- Exercise description
All lines from the line containing "if current >= max_requests" up to and including the last line of the entries must be written out exactly, with no others.

- Saved entries

━━━━━━━━━━━━━━━━

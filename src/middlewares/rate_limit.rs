/*!
 * 速率限制中间件
 *
 * 此中间件用于限制请求频率，防止暴力破解。
 *
 * ## 限制规则
 *
 * - 默认使用客户端 IP 作为限制键，已认证请求使用用户 ID
 * - 超过限制返回 429 Too Many Requests
 */

use actix_service::{Service, Transform};
use actix_web::{
    Error, HttpMessage, HttpResponse,
    body::EitherBody,
    dev::{ServiceRequest, ServiceResponse},
    http::StatusCode,
    http::header::CONTENT_TYPE,
};
use futures_util::future::{LocalBoxFuture, Ready, ready};
use moka::future::Cache;
use once_cell::sync::Lazy;
use std::rc::Rc;
use std::time::Duration;
use tracing::warn;

use crate::models::{ApiResponse, ErrorCode};

/// 全局速率限制缓存
/// 键: 前缀:限制键，值: 请求计数
static RATE_LIMIT_CACHE: Lazy<Cache<String, u32>> = Lazy::new(|| {
    Cache::builder()
        .time_to_live(Duration::from_secs(60)) // 1分钟过期
        .max_capacity(100_000)
        .build()
});

/// 速率限制配置
#[derive(Clone)]
pub struct RateLimit {
    /// 时间窗口内允许的最大请求数
    max_requests: u32,
    /// 时间窗口（秒）
    window_secs: u64,
    /// 限制键前缀（用于区分不同端点）
    key_prefix: String,
}

impl RateLimit {
    pub fn new(max_requests: u32, window_secs: u64) -> Self {
        Self {
            max_requests,
            window_secs,
            key_prefix: String::new(),
        }
    }

    /// 设置限制键前缀
    pub fn with_prefix(mut self, prefix: &str) -> Self {
        self.key_prefix = prefix.to_string();
        self
    }

    /// 登录端点限制：5次/分钟/IP
    pub fn login() -> Self {
        Self::new(5, 60).with_prefix("login")
    }

    /// 文件上传限制：10次/分钟/用户
    pub fn file_upload() -> Self {
        Self::new(10, 60).with_prefix("upload")
    }
}

/// 从请求中提取客户端 IP
///
/// 部署在反向代理后面时，需要在代理上配置正确的 X-Forwarded-For / X-Real-IP 头。
fn extract_client_ip(req: &ServiceRequest) -> String {
    let connection_ip = req
        .connection_info()
        .realip_remote_addr()
        .map(|s| s.to_string());

    if let Some(ref ip) = connection_ip
        && is_valid_ip(ip)
    {
        return ip.clone();
    }

    // 只取 X-Forwarded-For 的第一个 IP（最接近客户端的）
    if let Some(forwarded) = req.headers().get("X-Forwarded-For")
        && let Ok(value) = forwarded.to_str()
        && let Some(ip) = value.split(',').next()
    {
        let ip = ip.trim();
        if is_valid_ip(ip) {
            return ip.to_string();
        }
    }

    if let Some(real_ip) = req.headers().get("X-Real-IP")
        && let Ok(ip) = real_ip.to_str()
    {
        let ip = ip.trim();
        if is_valid_ip(ip) {
            return ip.to_string();
        }
    }

    connection_ip.unwrap_or_else(|| "unknown".to_string())
}

fn is_valid_ip(ip: &str) -> bool {
    use std::net::IpAddr;
    ip.parse::<IpAddr>().is_ok()
}

/// 从请求中提取用户 ID（如果已认证）
fn extract_user_id(req: &ServiceRequest) -> Option<i64> {
    use crate::models::users::entities::User;
    req.extensions().get::<User>().map(|user| user.id)
}

/// 创建速率限制错误响应
fn create_rate_limit_response(retry_after: u64) -> HttpResponse {
    HttpResponse::build(StatusCode::TOO_MANY_REQUESTS)
        .insert_header((CONTENT_TYPE, "application/json; charset=utf-8"))
        .insert_header(("Retry-After", retry_after.to_string()))
        .insert_header(("X-RateLimit-Remaining", "0"))
        .json(ApiResponse::<()>::error_empty(
            ErrorCode::RateLimitExceeded,
            "Too many requests, please try again later",
        ))
}

impl<S, B> Transform<S, ServiceRequest> for RateLimit
where
    S: Service<ServiceRequest, Response = ServiceResponse<B>, Error = Error> + 'static,
    B: 'static,
{
    type Response = ServiceResponse<EitherBody<B>>;
    type Error = Error;
    type InitError = ();
    type Transform = RateLimitMiddleware<S>;
    type Future = Ready<Result<Self::Transform, Self::InitError>>;

    fn new_transform(&self, service: S) -> Self::Future {
        ready(Ok(RateLimitMiddleware {
            service: Rc::new(service),
            max_requests: self.max_requests,
            window_secs: self.window_secs,
            key_prefix: self.key_prefix.clone(),
        }))
    }
}

pub struct RateLimitMiddleware<S> {
    service: Rc<S>,
    max_requests: u32,
    window_secs: u64,
    key_prefix: String,
}

impl<S, B> Service<ServiceRequest> for RateLimitMiddleware<S>
where
    S: Service<ServiceRequest, Response = ServiceResponse<B>, Error = Error> + 'static,
    B: 'static,
{
    type Response = ServiceResponse<EitherBody<B>>;
    type Error = Error;
    type Future = LocalBoxFuture<'static, Result<Self::Response, Self::Error>>;

    fn poll_ready(
        &self,
        ctx: &mut std::task::Context<'_>,
    ) -> std::task::Poll<Result<(), Self::Error>> {
        self.service.poll_ready(ctx)
    }

    fn call(&self, req: ServiceRequest) -> Self::Future {
        let srv = self.service.clone();
        let max_requests = self.max_requests;
        let window_secs = self.window_secs;
        let key_prefix = self.key_prefix.clone();

        Box::pin(async move {
            // 优先用用户 ID 作为限制键，未认证时用客户端 IP
            let limit_key = match extract_user_id(&req) {
                Some(user_id) => format!("{key_prefix}:user:{user_id}"),
                None => format!("{key_prefix}:ip:{}", extract_client_ip(&req)),
            };

            let current = RATE_LIMIT_CACHE.get(&limit_key).await.unwrap_or(0);

            if current >= max_requests {
                warn!(
                    "Rate limit exceeded for key '{}' ({} requests)",
                    limit_key, current
                );
                return Ok(req.into_response(
                    create_rate_limit_response(window_secs).map_into_right_body(),
                ));
            }

            RATE_LIMIT_CACHE.insert(limit_key, current + 1).await;

            let res = srv.call(req).await?.map_into_left_body();
            Ok(res)
        })
    }
}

━━━━━━━━━━━━━━━━

- Written answer
            if current >= max_requests {
                warn!(
                    "Rate limit exceeded for key '{}' ({} requests)",
                    limit_key, current
                );
                return Ok(req.into_response(
                    create_rate_limit_response(window_secs).map_into_right_body(),
                ));
            }

            RATE_LIMIT_CACHE.insert(limit_key, current + 1).await;

            let res = srv.call(req).await?.map_into_left_body();
            Ok(res)
        })
    }
}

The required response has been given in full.